== The data ==
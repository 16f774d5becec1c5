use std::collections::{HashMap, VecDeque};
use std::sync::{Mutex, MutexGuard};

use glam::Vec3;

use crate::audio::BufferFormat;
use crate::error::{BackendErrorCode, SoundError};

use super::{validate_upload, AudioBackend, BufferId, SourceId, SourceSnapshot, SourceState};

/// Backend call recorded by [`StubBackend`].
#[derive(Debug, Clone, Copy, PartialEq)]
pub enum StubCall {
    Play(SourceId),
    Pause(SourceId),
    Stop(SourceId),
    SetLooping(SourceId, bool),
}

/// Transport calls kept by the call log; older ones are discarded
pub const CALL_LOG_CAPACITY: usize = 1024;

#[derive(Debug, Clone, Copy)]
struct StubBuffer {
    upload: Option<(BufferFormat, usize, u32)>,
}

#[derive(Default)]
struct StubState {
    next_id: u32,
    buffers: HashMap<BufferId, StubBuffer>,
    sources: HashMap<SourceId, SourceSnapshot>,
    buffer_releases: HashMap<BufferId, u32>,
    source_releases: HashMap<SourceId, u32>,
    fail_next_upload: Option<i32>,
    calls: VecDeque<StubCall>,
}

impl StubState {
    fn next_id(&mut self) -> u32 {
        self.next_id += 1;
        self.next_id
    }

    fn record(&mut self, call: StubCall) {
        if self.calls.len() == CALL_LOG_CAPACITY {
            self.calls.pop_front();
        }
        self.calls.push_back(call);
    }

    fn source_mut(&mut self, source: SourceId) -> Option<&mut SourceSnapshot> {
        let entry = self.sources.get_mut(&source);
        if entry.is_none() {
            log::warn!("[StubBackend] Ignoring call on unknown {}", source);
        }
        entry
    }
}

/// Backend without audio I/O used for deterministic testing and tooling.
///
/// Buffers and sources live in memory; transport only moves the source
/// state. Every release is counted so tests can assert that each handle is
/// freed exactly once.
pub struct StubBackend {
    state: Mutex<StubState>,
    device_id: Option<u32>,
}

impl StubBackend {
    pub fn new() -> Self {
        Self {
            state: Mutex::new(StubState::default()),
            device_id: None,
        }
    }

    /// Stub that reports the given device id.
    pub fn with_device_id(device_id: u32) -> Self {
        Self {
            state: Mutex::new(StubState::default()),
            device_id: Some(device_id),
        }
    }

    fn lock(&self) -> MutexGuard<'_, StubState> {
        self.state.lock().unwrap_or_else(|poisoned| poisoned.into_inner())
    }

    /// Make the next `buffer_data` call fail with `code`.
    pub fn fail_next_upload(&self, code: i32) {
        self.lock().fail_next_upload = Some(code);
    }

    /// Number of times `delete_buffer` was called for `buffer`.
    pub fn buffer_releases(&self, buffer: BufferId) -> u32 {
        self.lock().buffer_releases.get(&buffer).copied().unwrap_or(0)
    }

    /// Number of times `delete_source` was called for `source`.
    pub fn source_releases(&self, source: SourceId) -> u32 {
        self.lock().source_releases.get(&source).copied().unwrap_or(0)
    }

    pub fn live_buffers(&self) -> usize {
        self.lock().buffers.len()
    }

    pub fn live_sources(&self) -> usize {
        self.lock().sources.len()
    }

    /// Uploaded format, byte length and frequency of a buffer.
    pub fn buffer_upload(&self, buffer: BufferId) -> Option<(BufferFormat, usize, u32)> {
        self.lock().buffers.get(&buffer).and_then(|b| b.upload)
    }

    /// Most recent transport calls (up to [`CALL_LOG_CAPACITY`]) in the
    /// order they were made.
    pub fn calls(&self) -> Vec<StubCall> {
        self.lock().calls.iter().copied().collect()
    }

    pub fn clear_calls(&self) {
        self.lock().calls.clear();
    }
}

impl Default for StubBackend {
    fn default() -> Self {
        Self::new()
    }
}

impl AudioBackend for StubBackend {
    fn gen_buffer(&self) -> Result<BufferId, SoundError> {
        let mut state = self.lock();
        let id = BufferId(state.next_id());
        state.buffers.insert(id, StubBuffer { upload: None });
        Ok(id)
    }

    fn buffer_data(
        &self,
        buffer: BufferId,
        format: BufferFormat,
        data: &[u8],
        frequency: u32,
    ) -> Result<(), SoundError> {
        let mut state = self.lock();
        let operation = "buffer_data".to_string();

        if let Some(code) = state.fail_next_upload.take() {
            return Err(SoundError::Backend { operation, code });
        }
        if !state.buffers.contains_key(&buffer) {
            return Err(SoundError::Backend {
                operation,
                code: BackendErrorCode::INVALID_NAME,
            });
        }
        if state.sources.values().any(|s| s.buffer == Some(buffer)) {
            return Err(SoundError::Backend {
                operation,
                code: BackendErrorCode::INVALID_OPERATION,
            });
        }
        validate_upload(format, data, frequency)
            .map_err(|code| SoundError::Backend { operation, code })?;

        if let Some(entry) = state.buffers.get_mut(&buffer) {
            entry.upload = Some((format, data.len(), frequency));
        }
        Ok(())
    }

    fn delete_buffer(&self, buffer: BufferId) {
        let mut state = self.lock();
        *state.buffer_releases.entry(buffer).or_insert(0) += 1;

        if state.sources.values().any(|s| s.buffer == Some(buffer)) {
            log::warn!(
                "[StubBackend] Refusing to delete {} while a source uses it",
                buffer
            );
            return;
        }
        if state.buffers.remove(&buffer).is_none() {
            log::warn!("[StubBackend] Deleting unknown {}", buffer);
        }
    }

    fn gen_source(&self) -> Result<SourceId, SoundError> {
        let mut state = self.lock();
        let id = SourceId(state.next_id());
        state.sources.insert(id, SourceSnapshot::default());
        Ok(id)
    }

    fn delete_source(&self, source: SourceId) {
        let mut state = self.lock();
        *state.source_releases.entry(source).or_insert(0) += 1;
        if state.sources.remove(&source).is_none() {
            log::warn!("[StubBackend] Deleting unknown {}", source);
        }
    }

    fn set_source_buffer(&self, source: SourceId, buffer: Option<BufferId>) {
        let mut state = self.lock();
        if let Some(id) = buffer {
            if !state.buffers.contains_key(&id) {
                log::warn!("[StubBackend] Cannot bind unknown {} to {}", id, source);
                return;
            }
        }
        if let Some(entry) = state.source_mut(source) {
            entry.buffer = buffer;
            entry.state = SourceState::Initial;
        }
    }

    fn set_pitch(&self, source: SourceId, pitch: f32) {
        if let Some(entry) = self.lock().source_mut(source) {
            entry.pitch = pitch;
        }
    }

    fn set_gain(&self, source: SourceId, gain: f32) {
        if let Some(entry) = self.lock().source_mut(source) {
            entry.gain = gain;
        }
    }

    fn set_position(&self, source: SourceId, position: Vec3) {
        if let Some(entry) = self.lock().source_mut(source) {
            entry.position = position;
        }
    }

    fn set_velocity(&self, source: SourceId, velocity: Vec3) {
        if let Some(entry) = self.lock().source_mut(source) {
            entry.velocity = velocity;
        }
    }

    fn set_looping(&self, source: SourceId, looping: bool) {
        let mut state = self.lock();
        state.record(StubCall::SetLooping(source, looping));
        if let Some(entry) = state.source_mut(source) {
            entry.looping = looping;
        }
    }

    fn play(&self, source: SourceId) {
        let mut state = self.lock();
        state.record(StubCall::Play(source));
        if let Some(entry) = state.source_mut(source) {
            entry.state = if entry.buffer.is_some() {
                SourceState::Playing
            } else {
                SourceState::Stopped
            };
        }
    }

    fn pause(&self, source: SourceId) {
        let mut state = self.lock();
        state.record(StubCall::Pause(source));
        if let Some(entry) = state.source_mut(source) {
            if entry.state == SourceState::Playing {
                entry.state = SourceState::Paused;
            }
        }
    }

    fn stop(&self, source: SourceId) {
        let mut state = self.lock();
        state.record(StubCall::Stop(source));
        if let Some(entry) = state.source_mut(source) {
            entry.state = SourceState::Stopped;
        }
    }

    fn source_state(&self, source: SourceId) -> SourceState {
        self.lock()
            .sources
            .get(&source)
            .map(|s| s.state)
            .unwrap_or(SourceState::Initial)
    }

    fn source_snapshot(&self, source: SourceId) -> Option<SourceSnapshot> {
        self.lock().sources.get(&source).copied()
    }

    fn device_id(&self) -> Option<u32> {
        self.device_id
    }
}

== Brief ==
Would you show all lines of the material above that contain the word "Copy"?

== Finished task ==
#[derive(Debug, Clone, Copy, PartialEq)]
#[derive(Debug, Clone, Copy)]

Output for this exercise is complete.